Being fully concentrated on my business again, XMission, is challenging and exhilarating. I feel like I’ve done more this year than I’ve done since 1999. I will continue to fight against warrantless monitoring and corporate control of the Internet, as I always have. I’m working on archiving 2006/2012 as you can see from the links on the side. There are probably a lot of broken links inside, so forgive me for that. I’ll fix them as I find them.

Congratulations Move to Amend!

Move to Amend Salt Lake City has collected 11,251 signatures for a resolution calling for a constitutional amendment. The amendment would clearly state that corporations are not people and money is not speech. The Salt Lake City canvassers needed to collect 9,000 signatures and they collected 2,251 more than they needed. This is the first citizen resolution to collect enough signatures to make it on the ballot in Salt Lake City. Congratulations to all involved!
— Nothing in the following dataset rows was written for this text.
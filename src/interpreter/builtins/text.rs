//! Formatting and escaping built-in functions.

use super::require_args;
use crate::format::{sprint, sprintf, sprintln};
use crate::value::Value;
use std::fmt::Write;

pub fn builtin_print(args: &[Value]) -> Result<Value, String> {
    Ok(Value::string(sprint(args)))
}

pub fn builtin_println(args: &[Value]) -> Result<Value, String> {
    Ok(Value::string(sprintln(args)))
}

pub fn builtin_printf(args: &[Value]) -> Result<Value, String> {
    require_args!(args, 1, "printf");
    match &args[0] {
        Value::String(format) => Ok(Value::string(sprintf(format, &args[1..]))),
        other => Err(format!(
            "format must be a string, got {}",
            other.type_name()
        )),
    }
}

/// A lone string argument is escaped as-is; anything else goes through `print` first.
fn escape_input(args: &[Value]) -> String {
    match args {
        [Value::String(s)] => s.to_string(),
        _ => sprint(args),
    }
}

pub fn html_escape(s: &str) -> String {
    let mut out = String::with_capacity(s.len());
    for c in s.chars() {
        match c {
            '&' => out.push_str("&amp;"),
            '\'' => out.push_str("&#39;"),
            '<' => out.push_str("&lt;"),
            '>' => out.push_str("&gt;"),
            '"' => out.push_str("&#34;"),
            '\0' => out.push('\u{FFFD}'),
            _ => out.push(c),
        }
    }
    out
}

pub fn js_escape(s: &str) -> String {
    let mut out = String::with_capacity(s.len());
    for c in s.chars() {
        match c {
            '\\' => out.push_str("\\\\"),
            '\'' => out.push_str("\\'"),
            '"' => out.push_str("\\\""),
            '<' => out.push_str("\\u003C"),
            '>' => out.push_str("\\u003E"),
            '&' => out.push_str("\\u0026"),
            '=' => out.push_str("\\u003D"),
            c if (c as u32) < 0x20 => {
                let _ = write!(out, "\\u{:04X}", c as u32);
            }
            _ => out.push(c),
        }
    }
    out
}

pub fn url_query_escape(s: &str) -> String {
    let mut out = String::with_capacity(s.len());
    for byte in s.bytes() {
        match byte {
            b'a'..=b'z' | b'A'..=b'Z' | b'0'..=b'9' | b'-' | b'_' | b'.' | b'~' => {
                out.push(byte as char)
            }
            b' ' => out.push('+'),
            _ => {
                let _ = write!(out, "%{:02X}", byte);
            }
        }
    }
    out
}

pub fn builtin_html(args: &[Value]) -> Result<Value, String> {
    Ok(Value::string(html_escape(&escape_input(args))))
}

pub fn builtin_js(args: &[Value]) -> Result<Value, String> {
    Ok(Value::string(js_escape(&escape_input(args))))
}

pub fn builtin_urlquery(args: &[Value]) -> Result<Value, String> {
    Ok(Value::string(url_query_escape(&escape_input(args))))
}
If you haven’t listened to This American Life’s recent episode, “Take the Money and Run for Office”, you should. Every American would be well served to take an hour and listen to what our elected spend most of their time doing in Washington. This is why I’m not taking PAC money. This is why I want public financing of federal campaigns.

Democratic Debate, April 11th

Wednesday, April 11, at 7:00 PM, The Women’s Democratic Club of Utah will host a debate between Democrats Pete Ashdown and Scott Howell, candidates for Utah’s U.S. Senate seat now occupied by 6-term Senator Orrin Hatch, who is seeking a 7th term. The public is welcome to attend.

Location:
Juan Diego Catholic High School
300 East 11800 South, Draper (accessible via 12300 South and 300 East)
Doors open at 6:00 PM
Debate begins promptly at 7:00 PM and concludes at or before 8:30 PM

Details regarding possible radio broadcast and Internet streaming to be announced.

County Conventions

All of the county Democratic conventions are on my calendar now. I am going to try and attend as many as possible. In spite of having a possible airplane ride to St. George, I think there is a distinct possibility that there isn’t enough time to do both Weber County and Washington County conventions, which start 30 minutes apart from each other. In this case, I am asking for any volunteers in Washington, Iron, and Grand counties to represent my campaign to their conventions. Please email my staff to let them know if you would be willing.

I could also use some driving help to get to some of these conventions. Also email staff if you are able. You only need a current license, I will provide the transportation and gas.

Please attend your county convention! I look forward to seeing you there!